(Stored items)
· · · ·
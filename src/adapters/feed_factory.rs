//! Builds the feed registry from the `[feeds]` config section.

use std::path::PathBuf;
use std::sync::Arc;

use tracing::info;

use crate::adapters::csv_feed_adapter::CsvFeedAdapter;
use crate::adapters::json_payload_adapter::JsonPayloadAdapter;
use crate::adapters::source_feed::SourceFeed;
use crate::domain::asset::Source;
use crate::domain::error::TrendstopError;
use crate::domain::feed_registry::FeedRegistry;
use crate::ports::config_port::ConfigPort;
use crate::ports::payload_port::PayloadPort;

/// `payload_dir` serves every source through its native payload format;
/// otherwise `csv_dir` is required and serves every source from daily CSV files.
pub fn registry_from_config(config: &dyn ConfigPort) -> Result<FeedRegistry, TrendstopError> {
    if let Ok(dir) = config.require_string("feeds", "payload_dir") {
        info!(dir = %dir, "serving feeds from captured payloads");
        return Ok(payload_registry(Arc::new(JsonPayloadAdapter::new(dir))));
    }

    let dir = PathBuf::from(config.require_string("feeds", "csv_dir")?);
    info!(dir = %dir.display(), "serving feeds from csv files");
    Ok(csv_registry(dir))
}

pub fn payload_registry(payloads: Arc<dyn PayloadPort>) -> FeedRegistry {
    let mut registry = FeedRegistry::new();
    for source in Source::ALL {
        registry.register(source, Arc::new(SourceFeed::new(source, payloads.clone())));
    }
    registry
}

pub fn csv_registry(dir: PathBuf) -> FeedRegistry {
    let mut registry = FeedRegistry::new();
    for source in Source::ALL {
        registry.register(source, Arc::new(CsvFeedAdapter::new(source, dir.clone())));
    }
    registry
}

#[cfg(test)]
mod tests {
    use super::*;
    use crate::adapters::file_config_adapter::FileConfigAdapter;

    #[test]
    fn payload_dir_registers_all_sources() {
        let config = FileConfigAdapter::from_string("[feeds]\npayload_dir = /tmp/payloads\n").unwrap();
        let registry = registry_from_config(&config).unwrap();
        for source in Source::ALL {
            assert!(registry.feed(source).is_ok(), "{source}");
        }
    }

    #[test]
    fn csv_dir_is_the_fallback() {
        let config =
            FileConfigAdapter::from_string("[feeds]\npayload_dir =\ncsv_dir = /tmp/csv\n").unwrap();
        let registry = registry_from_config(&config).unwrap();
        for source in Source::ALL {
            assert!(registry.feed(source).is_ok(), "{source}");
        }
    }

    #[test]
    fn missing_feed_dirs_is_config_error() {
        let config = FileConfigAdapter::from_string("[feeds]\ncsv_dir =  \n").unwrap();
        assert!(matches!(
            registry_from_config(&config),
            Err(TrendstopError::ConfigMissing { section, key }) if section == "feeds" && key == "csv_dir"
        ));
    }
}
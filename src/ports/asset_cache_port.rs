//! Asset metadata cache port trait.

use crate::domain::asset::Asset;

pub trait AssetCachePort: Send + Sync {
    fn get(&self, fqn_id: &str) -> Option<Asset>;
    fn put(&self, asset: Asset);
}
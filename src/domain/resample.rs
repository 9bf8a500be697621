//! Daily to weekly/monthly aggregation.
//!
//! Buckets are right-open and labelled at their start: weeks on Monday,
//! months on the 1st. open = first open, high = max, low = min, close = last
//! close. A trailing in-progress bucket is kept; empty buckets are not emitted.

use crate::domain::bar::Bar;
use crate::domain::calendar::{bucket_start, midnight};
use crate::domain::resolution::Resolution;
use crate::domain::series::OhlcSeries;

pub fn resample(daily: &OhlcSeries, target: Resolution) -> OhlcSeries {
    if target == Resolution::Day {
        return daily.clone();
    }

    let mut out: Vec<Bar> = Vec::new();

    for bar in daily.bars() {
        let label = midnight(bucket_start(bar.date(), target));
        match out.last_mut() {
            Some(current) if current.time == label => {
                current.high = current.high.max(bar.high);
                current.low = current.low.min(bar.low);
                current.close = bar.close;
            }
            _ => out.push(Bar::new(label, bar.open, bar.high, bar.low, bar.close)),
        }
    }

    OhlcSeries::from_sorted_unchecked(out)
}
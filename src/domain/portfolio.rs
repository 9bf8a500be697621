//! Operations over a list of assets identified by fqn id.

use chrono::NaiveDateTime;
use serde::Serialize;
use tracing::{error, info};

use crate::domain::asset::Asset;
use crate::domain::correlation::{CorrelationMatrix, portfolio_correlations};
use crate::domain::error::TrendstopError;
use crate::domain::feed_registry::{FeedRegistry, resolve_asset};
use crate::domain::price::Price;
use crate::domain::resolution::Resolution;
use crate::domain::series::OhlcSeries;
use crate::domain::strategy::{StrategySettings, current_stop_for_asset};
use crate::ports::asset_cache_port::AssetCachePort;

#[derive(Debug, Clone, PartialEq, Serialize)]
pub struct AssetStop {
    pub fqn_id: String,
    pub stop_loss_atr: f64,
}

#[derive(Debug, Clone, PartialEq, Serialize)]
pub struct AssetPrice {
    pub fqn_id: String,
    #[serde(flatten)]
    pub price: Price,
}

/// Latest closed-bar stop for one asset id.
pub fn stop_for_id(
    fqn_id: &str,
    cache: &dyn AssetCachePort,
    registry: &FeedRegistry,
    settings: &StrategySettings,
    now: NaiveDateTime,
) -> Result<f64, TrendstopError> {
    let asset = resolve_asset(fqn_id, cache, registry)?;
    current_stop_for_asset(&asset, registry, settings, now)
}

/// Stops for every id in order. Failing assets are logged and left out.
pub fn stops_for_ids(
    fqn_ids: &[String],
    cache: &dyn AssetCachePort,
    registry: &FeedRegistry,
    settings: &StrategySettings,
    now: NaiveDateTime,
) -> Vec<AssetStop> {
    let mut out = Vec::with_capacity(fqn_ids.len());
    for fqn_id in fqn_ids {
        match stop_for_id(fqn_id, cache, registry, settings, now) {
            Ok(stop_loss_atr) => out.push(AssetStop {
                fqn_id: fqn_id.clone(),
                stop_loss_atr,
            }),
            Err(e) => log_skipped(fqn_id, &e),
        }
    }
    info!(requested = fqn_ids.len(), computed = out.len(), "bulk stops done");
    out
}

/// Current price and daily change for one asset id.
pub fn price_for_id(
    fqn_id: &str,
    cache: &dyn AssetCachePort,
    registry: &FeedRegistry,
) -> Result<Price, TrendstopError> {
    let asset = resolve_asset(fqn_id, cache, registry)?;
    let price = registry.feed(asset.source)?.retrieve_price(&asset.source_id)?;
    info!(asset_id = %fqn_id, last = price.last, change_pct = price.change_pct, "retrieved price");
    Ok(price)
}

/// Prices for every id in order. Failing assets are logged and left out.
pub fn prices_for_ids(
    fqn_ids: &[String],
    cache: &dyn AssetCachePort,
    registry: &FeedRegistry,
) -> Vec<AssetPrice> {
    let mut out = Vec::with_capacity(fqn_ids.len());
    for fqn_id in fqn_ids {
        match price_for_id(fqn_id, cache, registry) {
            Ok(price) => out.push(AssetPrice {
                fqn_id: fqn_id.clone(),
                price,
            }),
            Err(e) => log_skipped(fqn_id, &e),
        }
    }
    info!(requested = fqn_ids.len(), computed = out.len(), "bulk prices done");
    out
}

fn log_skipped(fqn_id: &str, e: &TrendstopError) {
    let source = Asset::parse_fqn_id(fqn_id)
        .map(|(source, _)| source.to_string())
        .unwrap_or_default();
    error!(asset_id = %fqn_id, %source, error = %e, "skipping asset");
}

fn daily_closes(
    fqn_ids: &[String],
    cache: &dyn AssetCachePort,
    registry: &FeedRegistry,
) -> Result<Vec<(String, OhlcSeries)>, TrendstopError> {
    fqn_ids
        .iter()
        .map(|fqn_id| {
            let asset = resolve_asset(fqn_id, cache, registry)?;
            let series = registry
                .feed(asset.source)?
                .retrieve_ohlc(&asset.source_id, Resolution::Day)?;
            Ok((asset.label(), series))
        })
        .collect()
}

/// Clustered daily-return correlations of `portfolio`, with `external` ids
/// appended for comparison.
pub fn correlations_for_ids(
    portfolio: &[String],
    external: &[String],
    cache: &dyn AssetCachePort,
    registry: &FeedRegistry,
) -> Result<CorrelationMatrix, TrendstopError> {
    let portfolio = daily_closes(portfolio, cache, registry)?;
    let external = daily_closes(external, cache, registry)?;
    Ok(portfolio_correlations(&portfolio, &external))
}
· · · ·
Check each line of the entries, and copy the ones that contain "midnight".

use crate::domain::calendar::{bucket_start, midnight};
        let label = midnight(bucket_start(bar.date(), target));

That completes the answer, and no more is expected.